(Excerpted data begins)

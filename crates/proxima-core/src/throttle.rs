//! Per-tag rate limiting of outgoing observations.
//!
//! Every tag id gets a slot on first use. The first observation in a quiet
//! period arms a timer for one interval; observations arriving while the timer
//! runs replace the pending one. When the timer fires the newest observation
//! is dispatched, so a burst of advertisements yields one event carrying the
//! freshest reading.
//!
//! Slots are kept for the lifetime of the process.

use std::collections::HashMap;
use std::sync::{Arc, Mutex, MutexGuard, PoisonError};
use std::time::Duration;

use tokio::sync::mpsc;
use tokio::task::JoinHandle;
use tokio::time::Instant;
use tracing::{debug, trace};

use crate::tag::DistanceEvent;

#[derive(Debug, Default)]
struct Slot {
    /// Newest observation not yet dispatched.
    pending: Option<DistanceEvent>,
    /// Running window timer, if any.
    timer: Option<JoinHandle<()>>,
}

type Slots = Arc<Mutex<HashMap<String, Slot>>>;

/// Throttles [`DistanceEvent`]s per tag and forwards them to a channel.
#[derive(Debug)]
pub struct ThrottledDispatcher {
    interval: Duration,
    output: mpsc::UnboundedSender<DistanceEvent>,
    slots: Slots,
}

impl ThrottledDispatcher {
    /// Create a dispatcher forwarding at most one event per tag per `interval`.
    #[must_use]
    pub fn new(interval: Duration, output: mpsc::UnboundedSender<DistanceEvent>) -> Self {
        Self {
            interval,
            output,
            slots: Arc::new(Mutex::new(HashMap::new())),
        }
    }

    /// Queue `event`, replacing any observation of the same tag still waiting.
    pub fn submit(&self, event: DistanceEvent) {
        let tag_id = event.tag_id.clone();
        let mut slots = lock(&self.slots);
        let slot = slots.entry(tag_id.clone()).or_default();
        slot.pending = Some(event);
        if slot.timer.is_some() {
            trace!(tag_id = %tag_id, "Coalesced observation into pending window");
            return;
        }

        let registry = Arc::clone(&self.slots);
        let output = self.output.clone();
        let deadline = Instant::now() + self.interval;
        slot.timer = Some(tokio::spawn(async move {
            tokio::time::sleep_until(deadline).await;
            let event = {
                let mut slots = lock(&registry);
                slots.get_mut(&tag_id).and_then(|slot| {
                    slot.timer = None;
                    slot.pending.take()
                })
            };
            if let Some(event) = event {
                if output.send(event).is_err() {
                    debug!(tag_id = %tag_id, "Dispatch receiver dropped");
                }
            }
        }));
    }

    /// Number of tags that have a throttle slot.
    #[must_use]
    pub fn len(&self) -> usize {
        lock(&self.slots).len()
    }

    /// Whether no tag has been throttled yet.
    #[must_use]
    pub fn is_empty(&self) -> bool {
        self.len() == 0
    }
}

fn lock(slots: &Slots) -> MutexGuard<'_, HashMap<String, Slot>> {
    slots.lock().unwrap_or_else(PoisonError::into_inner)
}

(Excerpted data ends)

• Required work:
Copy out each line of the material and keep every word unchanged.

• Result of the exercise:
filename crates/proxima-core/src/throttle.rs
//! Per-tag rate limiting of outgoing observations.
//!
//! Every tag id gets a slot on first use. The first observation in a quiet
//! period arms a timer for one interval; observations arriving while the timer
//! runs replace the pending one. When the timer fires the newest observation
//! is dispatched, so a burst of advertisements yields one event carrying the
//! freshest reading.
//!
//! Slots are kept for the lifetime of the process.

use std::collections::HashMap;
use std::sync::{Arc, Mutex, MutexGuard, PoisonError};
use std::time::Duration;

use tokio::sync::mpsc;
use tokio::task::JoinHandle;
use tokio::time::Instant;
use tracing::{debug, trace};

use crate::tag::DistanceEvent;

#[derive(Debug, Default)]
struct Slot {
    /// Newest observation not yet dispatched.
    pending: Option<DistanceEvent>,
    /// Running window timer, if any.
    timer: Option<JoinHandle<()>>,
}

type Slots = Arc<Mutex<HashMap<String, Slot>>>;

/// Throttles [`DistanceEvent`]s per tag and forwards them to a channel.
#[derive(Debug)]
pub struct ThrottledDispatcher {
    interval: Duration,
    output: mpsc::UnboundedSender<DistanceEvent>,
    slots: Slots,
}

impl ThrottledDispatcher {
    /// Create a dispatcher forwarding at most one event per tag per `interval`.
    #[must_use]
    pub fn new(interval: Duration, output: mpsc::UnboundedSender<DistanceEvent>) -> Self {
        Self {
            interval,
            output,
            slots: Arc::new(Mutex::new(HashMap::new())),
        }
    }

    /// Queue `event`, replacing any observation of the same tag still waiting.
    pub fn submit(&self, event: DistanceEvent) {
        let tag_id = event.tag_id.clone();
        let mut slots = lock(&self.slots);
        let slot = slots.entry(tag_id.clone()).or_default();
        slot.pending = Some(event);
        if slot.timer.is_some() {
            trace!(tag_id = %tag_id, "Coalesced observation into pending window");
            return;
        }

        let registry = Arc::clone(&self.slots);
        let output = self.output.clone();
        let deadline = Instant::now() + self.interval;
        slot.timer = Some(tokio::spawn(async move {
            tokio::time::sleep_until(deadline).await;
            let event = {
                let mut slots = lock(&registry);
                slots.get_mut(&tag_id).and_then(|slot| {
                    slot.timer = None;
                    slot.pending.take()
                })
            };
            if let Some(event) = event {
                if output.send(event).is_err() {
                    debug!(tag_id = %tag_id, "Dispatch receiver dropped");
                }
            }
        }));
    }

    /// Number of tags that have a throttle slot.
    #[must_use]
    pub fn len(&self) -> usize {
        lock(&self.slots).len()
    }

    /// Whether no tag has been throttled yet.
    #[must_use]
    pub fn is_empty(&self) -> bool {
        self.len() == 0
    }
}

fn lock(slots: &Slots) -> MutexGuard<'_, HashMap<String, Slot>> {
    slots.lock().unwrap_or_else(PoisonError::into_inner)
}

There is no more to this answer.